The disparity between white and yellow corn supply in South Africa’s beleaguered corn inventories saw the country import yellow corn and export white corn during the week ending February 2, data from the country’s grain information service showed Thursday.

The reshuffle highlighted the challenges facing the country, which is typically an exporter of corn regionally and internationally, as it grapples with a new crop that has already seen persistent dry weather deal productions forecasts a major blow.

Data shows South Africa’s white corn exports saw their busiest week since the end of April 2018 – the final week of the previous marketing year – as almost 47,000 mt left the country.

The bulk of the exports went in one 38,500 mt cargo to Ethiopia, in what appears to be the first such movement of corn in a decade and one of the largest cargoes the country has exported there, with the balance split between neighbouring Botswana, Lesotho, Mozambique, Namibia and Swaziland.

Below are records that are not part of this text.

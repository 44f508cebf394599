//! Configuration module
//!
//! Loads configuration from environment variables.

use std::env;

/// Application configuration
#[derive(Debug, Clone)]
pub struct Config {
    /// Database connection URL
    pub database_url: String,

    /// Maximum database connections in pool
    pub database_max_connections: u32,

    /// Server host
    pub host: String,

    /// Server port
    pub port: u16,

    /// Environment (development, production)
    pub environment: String,

    /// Currency-rate source endpoint
    pub currency_api_url: String,

    /// Currency-rate source access key
    pub currency_api_token: String,
}

impl Config {
    /// Load configuration from environment variables
    pub fn from_env() -> Result<Self, ConfigError> {
        let database_url = env::var("DATABASE_URL")
            .map_err(|_| ConfigError::MissingEnv("DATABASE_URL"))?;

        let database_max_connections = env::var("DATABASE_MAX_CONNECTIONS")
            .unwrap_or_else(|_| "10".to_string())
            .parse()
            .map_err(|_| ConfigError::InvalidValue("DATABASE_MAX_CONNECTIONS"))?;

        let host = env::var("HOST").unwrap_or_else(|_| "127.0.0.1".to_string());

        let port = env::var("PORT")
            .unwrap_or_else(|_| "3000".to_string())
            .parse()
            .map_err(|_| ConfigError::InvalidValue("PORT"))?;

        let environment = env::var("ENVIRONMENT").unwrap_or_else(|_| "development".to_string());

        let currency_api_url = env::var("CURRENCY_API_URL")
            .map_err(|_| ConfigError::MissingEnv("CURRENCY_API_URL"))?;

        let currency_api_token = env::var("CURRENCY_API_TOKEN")
            .map_err(|_| ConfigError::MissingEnv("CURRENCY_API_TOKEN"))?;

        Ok(Self {
            database_url,
            database_max_connections,
            host,
            port,
            environment,
            currency_api_url,
            currency_api_token,
        })
    }

    /// Check if running in production
    pub fn is_production(&self) -> bool {
        self.environment == "production"
    }
}

/// Configuration error types
#[derive(Debug, thiserror::Error)]
pub enum ConfigError {
    #[error("Missing environment variable: {0}")]
    MissingEnv(&'static str),

    #[error("Invalid value for environment variable: {0}")]
    InvalidValue(&'static str),
}
//! Operation Context
//!
//! Contains metadata about the current operation for audit and tracing.

use serde::{Deserialize, Serialize};
use uuid::Uuid;
use std::net::IpAddr;

/// Context for a ledger operation, used for log correlation.
#[derive(Debug, Clone, Serialize, Deserialize)]
pub struct OperationContext {
    /// Correlation ID for request tracing
    #[serde(skip_serializing_if = "Option::is_none")]
    pub correlation_id: Option<Uuid>,

    /// Client IP address
    #[serde(skip_serializing_if = "Option::is_none")]
    pub client_ip: Option<IpAddr>,
}

impl OperationContext {
    /// Create a new empty context
    pub fn new() -> Self {
        Self {
            correlation_id: None,
            client_ip: None,
        }
    }

    /// Create context with correlation ID
    pub fn with_correlation_id(mut self, correlation_id: Uuid) -> Self {
        self.correlation_id = Some(correlation_id);
        self
    }

    /// Create context with client IP
    pub fn with_client_ip(mut self, ip: IpAddr) -> Self {
        self.client_ip = Some(ip);
        self
    }

    /// Generate a new correlation ID if not present
    pub fn ensure_correlation_id(&mut self) -> Uuid {
        *self.correlation_id.get_or_insert_with(Uuid::new_v4)
    }
}

impl Default for OperationContext {
    fn default() -> Self {
        Self::new()
    }
}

Over the same week, the country imported 30,000 mt Brazilian yellow corn – completing delivery of a 50,000 mt cargo that was partially registered in last week’s data as the first corn imports delivered into South Africa in nearly two years.

Plentiful supply of white corn – more typically used for human consumption – saw prices fall earlier in the season prompting animal feed suppliers to switch to the cheaper grade.

That helped fuel a substantial yellow corn export programme, which was dramatically curtailed as fears mounted over the state of South Africa’s yellow corn stocks and as persistent drought stoked fears for the 2019/20 marketing year outlook.

With stock levels now standing at around 7 million mt as of the end of December, SAGIS data reveals a bias towards white corn – which accounts for 4.1 million mt in stock – versus yellow corn with 2.8 million mt.

The corn imports were recorded into the port of Cape Town, while exports sailed from Durban, according to the data.